Clearly, not a good thing for WF to do for sure. They did a naughty thing.

However, Warren should STFU about asking him to resign. WF paid the fine to government and gave a congressional grilling as a bonus. Warren doesn't care about Stumpf resigning. She knew Stumpf can't say shit to defend himself. All she cares about is her liberal base watching the grilling so that she continues to be idolized as the pocahontas who supposedly cares for the little people and perpetuate the idea that banks are bad.

 

I wonder why anyone believes her claims that banks are bad? Might it be (just for instance) the massive amount of foreclosure fraud they committed in 2009-2013, the industry wide rigging of LIBOR rates, or 'ripping the face off' their supposed clients by selling them piece of shit MBS? Or would it be the stack of deferred prosecution agreements higher than the eye can see? Gee, I cant imagine why anyone would think anything but the best of the financial industry....

 

Get real. The ugly side of human nature works itself the same insidious way in a lot of other industries but with some far more destructive long term consequences.
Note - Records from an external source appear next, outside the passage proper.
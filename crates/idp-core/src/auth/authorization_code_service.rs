//! Authorization code issuance and redemption.

use std::sync::Arc;

use chrono::{Duration, Utc};
use tracing::{debug, info, warn};

use super::authorization_code::AuthorizationCode;
use super::authorization_code_repository::AuthorizationCodeRepository;
use crate::client::entity::Client;
use crate::shared::error::{IdpError, Result};
use crate::shared::token::{generate_token, DEFAULT_TOKEN_BYTES};
use crate::user::entity::User;

pub struct AuthorizationCodeService {
    codes: Arc<dyn AuthorizationCodeRepository>,
    ttl: Duration,
}

impl AuthorizationCodeService {
    pub fn new(codes: Arc<dyn AuthorizationCodeRepository>) -> Self {
        Self {
            codes,
            ttl: Duration::seconds(AuthorizationCode::DEFAULT_TTL_SECS),
        }
    }

    pub fn with_ttl(mut self, ttl: Duration) -> Self {
        self.ttl = ttl;
        self
    }

    /// Issue a code for a client that already passed the authorization
    /// gate. Redirect URI and scopes are re-checked against the client.
    pub async fn issue(
        &self,
        client: &Client,
        user: &User,
        redirect_uri: &str,
        scopes: Vec<String>,
        nonce: Option<String>,
    ) -> Result<AuthorizationCode> {
        if !client.is_active() {
            return Err(IdpError::ClientInactive {
                client_id: client.client_id().to_string(),
            });
        }
        if !client.is_redirect_uri_allowed(redirect_uri) {
            return Err(IdpError::InvalidRedirectUri {
                redirect_uri: redirect_uri.to_string(),
            });
        }
        if let Some(scope) = scopes.iter().find(|s| !client.is_scope_allowed(s)) {
            return Err(IdpError::InvalidScope {
                scope: scope.clone(),
            });
        }
        if !user.is_active() {
            return Err(IdpError::AccountInactive);
        }

        let code = AuthorizationCode::new(
            generate_token(DEFAULT_TOKEN_BYTES),
            client.client_id(),
            user.id().as_str(),
            redirect_uri,
        )
        .with_scopes(scopes)
        .with_nonce(nonce)
        .with_ttl(self.ttl);

        self.codes.insert(&code).await?;

        debug!(client_id = %client.client_id(), user_id = %user.id(), "Authorization code issued");
        Ok(code)
    }

    /// Redeem a code exactly once.
    ///
    /// The code is consumed before any other check, so a failed redemption
    /// still burns it.
    pub async fn redeem(
        &self,
        code: &str,
        client_id: &str,
        redirect_uri: &str,
    ) -> Result<AuthorizationCode> {
        let mut stored = match self.codes.consume(code).await? {
            Some(stored) => stored,
            None => {
                warn!(client_id, "Redemption of unknown or already used authorization code");
                return Err(IdpError::invalid_grant("Authorization code is invalid or already used"));
            }
        };

        if stored.is_expired_at(Utc::now()) {
            return Err(IdpError::invalid_grant("Authorization code has expired"));
        }
        if stored.client_id != client_id {
            warn!(client_id, issued_to = %stored.client_id, "Authorization code presented by another client");
            return Err(IdpError::invalid_grant("Authorization code was issued to another client"));
        }
        if stored.redirect_uri != redirect_uri {
            return Err(IdpError::invalid_grant("Redirect URI does not match the authorization request"));
        }

        stored.mark_used();
        info!(client_id, user_id = %stored.user_id, "Authorization code redeemed");
        Ok(stored)
    }

    /// Remove expired codes. Returns the number removed.
    pub async fn purge_expired(&self) -> Result<u64> {
        let removed = self.codes.delete_expired(Utc::now()).await?;
        if removed > 0 {
            debug!(removed, "Purged expired authorization codes");
        }
        Ok(removed)
    }
}

#[cfg(test)]
mod tests {
    use super::*;
    use crate::client::entity::{ClientType, NewClient};
    use crate::shared::email::Email;
    use crate::store::memory::InMemoryAuthorizationCodeRepository;

    fn client() -> Client {
        Client::new(
            NewClient::new("Portal", ClientType::Oidc, "portal")
                .with_redirect_uri("https://a/cb")
                .with_scopes(["openid", "profile"]),
        )
        .unwrap()
    }

    fn user() -> User {
        User::new(Email::parse("u@example.com").unwrap(), "U", "Ser").unwrap()
    }

    fn service() -> AuthorizationCodeService {
        AuthorizationCodeService::new(Arc::new(InMemoryAuthorizationCodeRepository::new()))
    }

    #[tokio::test]
    async fn test_issue_and_redeem_once() {
        let service = service();
        let (client, user) = (client(), user());
        let issued = service
            .issue(&client, &user, "https://a/cb", vec!["openid".into()], Some("n-1".into()))
            .await
            .unwrap();
        assert_eq!(issued.code.len(), 43);

        let redeemed = service.redeem(&issued.code, "portal", "https://a/cb").await.unwrap();
        assert_eq!(redeemed.user_id, user.id().as_str());
        assert_eq!(redeemed.scopes, vec!["openid".to_string()]);
        assert_eq!(redeemed.nonce.as_deref(), Some("n-1"));

        let again = service.redeem(&issued.code, "portal", "https://a/cb").await.unwrap_err();
        assert!(matches!(again, IdpError::InvalidGrant { .. }));
    }

    #[tokio::test]
    async fn test_issue_rechecks_client_policy() {
        let service = service();
        let (client, user) = (client(), user());

        let err = service
            .issue(&client, &user, "https://a/other", vec![], None)
            .await
            .unwrap_err();
        assert!(matches!(err, IdpError::InvalidRedirectUri { .. }));

        let err = service
            .issue(&client, &user, "https://a/cb", vec!["admin".into()], None)
            .await
            .unwrap_err();
        assert!(matches!(err, IdpError::InvalidScope { .. }));
    }

    #[tokio::test]
    async fn test_redeem_rejections() {
        let service = service();
        let (client, user) = (client(), user());

        assert!(matches!(
            service.redeem("unknown", "portal", "https://a/cb").await.unwrap_err(),
            IdpError::InvalidGrant { .. }
        ));

        let code = service.issue(&client, &user, "https://a/cb", vec![], None).await.unwrap();
        assert!(matches!(
            service.redeem(&code.code, "intruder", "https://a/cb").await.unwrap_err(),
            IdpError::InvalidGrant { .. }
        ));
        // Burned by the failed attempt.
        assert!(service.redeem(&code.code, "portal", "https://a/cb").await.is_err());

        let code = service.issue(&client, &user, "https://a/cb", vec![], None).await.unwrap();
        assert!(service.redeem(&code.code, "portal", "https://a/cb/").await.is_err());
    }

    #[tokio::test]
    async fn test_expired_code_rejected_and_purged() {
        let service = service().with_ttl(Duration::seconds(-1));
        let code = service
            .issue(&client(), &user(), "https://a/cb", vec![], None)
            .await
            .unwrap();

        let err = service.redeem(&code.code, "portal", "https://a/cb").await.unwrap_err();
        assert!(err.to_string().contains("expired"));
        assert_eq!(service.purge_expired().await.unwrap(), 1);
    }
}
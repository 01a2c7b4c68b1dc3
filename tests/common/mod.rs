//! Shared test utilities and fixtures
//!
//! A fake cm compiler written in `sh`: it prints a prompt, then answers each
//! stdin line according to a few canned rules.

#![allow(dead_code)]

use std::path::{Path, PathBuf};
use std::time::Duration;

use tempfile::TempDir;
use tokio::sync::mpsc::UnboundedReceiver;

use cmbridge_adapter::{AdapterEvent, CompilerAdapter, CompilerConfig};

pub const READY_LINE: &str = "cm> ready";

const FAKE_COMPILER: &str = r#"
echo "cm> ready"
while IFS= read -r l; do
  case "$l" in
    'slow('*) sleep 0.5; echo "slow done" ;;
    'fail('*) echo "FAILED: $l" ;;
    'cm.runtime.refers('*) echo "[DEFINITION:custom/acme/w.cm:3:5]" ;;
    'compileFile('*)
      echo "[ERROR:custom/acme/w.cm:2:3] unknown name"
      echo "[WARNING:custom/acme/w.cm:4:1] unused import"
      echo "[ERROR:custom/acme/w.cm:9] truncated"
      echo "compiled" ;;
    'quitDebug();') echo "debug quit" ;;
    *) echo "got:$l" ;;
  esac
done
"#;

pub struct Fixture {
    pub dir: TempDir,
}

impl Fixture {
    pub fn new() -> Self {
        Self {
            dir: tempfile::tempdir().expect("create temp dir"),
        }
    }

    pub fn root(&self) -> &Path {
        self.dir.path()
    }

    pub fn path(&self, relative: &str) -> PathBuf {
        self.dir.path().join(relative)
    }

    pub fn write(&self, relative: &str, content: &str) -> PathBuf {
        let path = self.path(relative);
        std::fs::create_dir_all(path.parent().expect("fixture path has parent"))
            .expect("create fixture dir");
        std::fs::write(&path, content).expect("write fixture");
        path
    }

    pub fn config(&self) -> CompilerConfig {
        CompilerConfig {
            program: "sh".into(),
            args: vec!["-c".into(), FAKE_COMPILER.into()],
            cm_root: self.root().to_path_buf(),
            ready_pattern: Some(format!("^{READY_LINE}$")),
            startup_timeout_ms: 5_000,
            output_file: Some(self.path("output.log")),
            clean_program: "sh".into(),
            clean_args: vec!["-c".into(), "echo removed build".into()],
            ..CompilerConfig::default()
        }
    }

    pub fn adapter(&self) -> (CompilerAdapter, UnboundedReceiver<AdapterEvent>) {
        CompilerAdapter::new(self.config())
    }
}

/// Everything currently queued, without waiting.
pub fn drain(rx: &mut UnboundedReceiver<AdapterEvent>) -> Vec<AdapterEvent> {
    let mut events = Vec::new();
    while let Ok(event) = rx.try_recv() {
        events.push(event);
    }
    events
}

/// Collect events until `line` is output. Panics after five seconds.
pub async fn until_output(rx: &mut UnboundedReceiver<AdapterEvent>, line: &str) -> Vec<AdapterEvent> {
    let mut events = Vec::new();
    let collect = async {
        while let Some(event) = rx.recv().await {
            let done = matches!(&event, AdapterEvent::Output(l) if l == line);
            events.push(event);
            if done {
                return;
            }
        }
    };
    tokio::time::timeout(Duration::from_secs(5), collect)
        .await
        .unwrap_or_else(|_| panic!("no output line {line:?}"));
    events
}

pub fn output_lines(events: &[AdapterEvent]) -> Vec<&str> {
    events
        .iter()
        .filter_map(|e| match e {
            AdapterEvent::Output(line) => Some(line.as_str()),
            _ => None,
        })
        .collect()
}
//! Token substitution rules applied to cmx templates.
//!
//! Each rule owns one marker and derives its replacement from the template's
//! [`PackageName`]. Rules are pure text transforms; a rule whose marker does
//! not occur in the text leaves it untouched.

use std::path::Path;

use crate::package::PackageName;

pub trait SubstitutionRule: Send + Sync {
    /// Literal marker replaced by this rule.
    fn marker(&self) -> &'static str;

    /// Replacement for the marker, or `None` when the package name is too
    /// short to derive one.
    fn value(&self, package: &PackageName) -> Option<String>;

    fn apply(&self, text: &str, file: &Path, root: &Path) -> String {
        if !text.contains(self.marker()) {
            return text.to_string();
        }
        let package = PackageName::derive(root, file);
        match self.value(&package) {
            Some(value) => text.replace(self.marker(), &value),
            None => {
                tracing::warn!(
                    marker = self.marker(),
                    package = %package,
                    file = %file.display(),
                    "cannot derive substitution value, leaving marker in place"
                );
                text.to_string()
            }
        }
    }
}

/// `$$` → second package segment.
pub struct ShortcutExtensionName;

impl SubstitutionRule for ShortcutExtensionName {
    fn marker(&self) -> &'static str {
        "$$"
    }

    fn value(&self, package: &PackageName) -> Option<String> {
        package.segment(1).map(str::to_string)
    }
}

/// `$dynamicPackageName` → the full package name.
pub struct DynamicPackageName;

impl SubstitutionRule for DynamicPackageName {
    fn marker(&self) -> &'static str {
        "$dynamicPackageName"
    }

    fn value(&self, package: &PackageName) -> Option<String> {
        Some(package.as_str().to_string())
    }
}

/// `$customExtensionName` → second package segment.
pub struct CustomExtensionName;

impl SubstitutionRule for CustomExtensionName {
    fn marker(&self) -> &'static str {
        "$customExtensionName"
    }

    fn value(&self, package: &PackageName) -> Option<String> {
        package.segment(1).map(str::to_string)
    }
}

/// `$parentPackageName` → package name without its last segment.
pub struct ParentPackageName;

impl SubstitutionRule for ParentPackageName {
    fn marker(&self) -> &'static str {
        "$parentPackageName"
    }

    fn value(&self, package: &PackageName) -> Option<String> {
        Some(package.parent())
    }
}

/// `$rootExtensionPackage` → first two package segments.
pub struct RootExtensionPackage;

impl SubstitutionRule for RootExtensionPackage {
    fn marker(&self) -> &'static str {
        "$rootExtensionPackage"
    }

    fn value(&self, package: &PackageName) -> Option<String> {
        package.prefix(2)
    }
}

/// The rule set in application order.
#[must_use]
pub fn default_rules() -> Vec<Box<dyn SubstitutionRule>> {
    vec![
        Box::new(ShortcutExtensionName),
        Box::new(DynamicPackageName),
        Box::new(CustomExtensionName),
        Box::new(ParentPackageName),
        Box::new(RootExtensionPackage),
    ]
}
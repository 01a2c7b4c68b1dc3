//! Diagnostics store: the editor-side mirror of published diagnostics.

use std::collections::HashMap;
use std::path::{Path, PathBuf};

use cmbridge_types::CmDiagnostic;

use crate::types::{AdapterEvent, DiagnosticsSnapshot};

#[derive(Debug, Default)]
pub struct DiagnosticsStore {
    data: HashMap<PathBuf, Vec<CmDiagnostic>>,
}

impl DiagnosticsStore {
    #[must_use]
    pub fn new() -> Self {
        Self::default()
    }

    /// Fold an adapter event into the store. Other events are ignored.
    pub fn apply(&mut self, event: &AdapterEvent) {
        match event {
            AdapterEvent::Diagnostics { path, items } => self.set(path.clone(), items.clone()),
            AdapterEvent::DiagnosticsCleared => self.clear(),
            _ => {}
        }
    }

    /// Replace the list for `path`. An empty list removes the entry.
    pub fn set(&mut self, path: PathBuf, items: Vec<CmDiagnostic>) {
        if items.is_empty() {
            self.data.remove(&path);
        } else {
            self.data.insert(path, items);
        }
    }

    pub fn delete(&mut self, path: &Path) {
        self.data.remove(path);
    }

    pub fn clear(&mut self) {
        self.data.clear();
    }

    #[must_use]
    pub fn get(&self, path: &Path) -> Option<&[CmDiagnostic]> {
        self.data.get(path).map(Vec::as_slice)
    }

    #[must_use]
    pub fn snapshot(&self) -> DiagnosticsSnapshot {
        let mut files: Vec<(PathBuf, Vec<CmDiagnostic>)> = self
            .data
            .iter()
            .map(|(path, items)| (path.clone(), items.clone()))
            .collect();

        // Files with errors first, then by path
        files.sort_by(|a, b| {
            let a_has_errors = a.1.iter().any(|d| d.severity().is_error());
            let b_has_errors = b.1.iter().any(|d| d.severity().is_error());
            b_has_errors.cmp(&a_has_errors).then_with(|| a.0.cmp(&b.0))
        });

        DiagnosticsSnapshot::new(files)
    }
}
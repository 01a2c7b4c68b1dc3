//! Editor integration for the cm compiler.
//!
//! [`CompilerAdapter`] owns a long-lived cm compiler subprocess, sends it
//! commands on stdin and turns its stdout into [`AdapterEvent`]s: output lines,
//! per-file diagnostics (mapped back to `.cmx` templates) and lifecycle
//! notices. Requests that expect an answer install a single output watch and
//! resolve when a matching line arrives.

mod adapter;
mod channel;
mod command;
mod diagnostics;
mod error;
mod line_buffer;
mod parser;
mod session;
mod types;
mod watch;

pub use adapter::{CompilerAdapter, PendingDefinition};
pub use command::CmCommand;
pub use diagnostics::DiagnosticsStore;
pub use error::AdapterError;
pub use line_buffer::LineBuffer;
pub use parser::{ParsedLine, parse_line};
pub use types::{
    AdapterEvent, CodeStatement, CompilerConfig, DiagnosticsSnapshot, SessionState,
    SessionStopReason, StatementOutcome,
};
pub use watch::PendingWatch;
You should complain at energy and automotive for global warming, the military industrial complex for a series of unnecessary foreign wars, pharma for the opiate epidemic, consumer goods for the obesity epidemic and fructose addiction, and probably the dirtiest culprit of all, our politicians of today and of past for allowing these problems to become structural and seemingly impossible to rid ourselves of. Comparatively speaking, bank fraud is benign.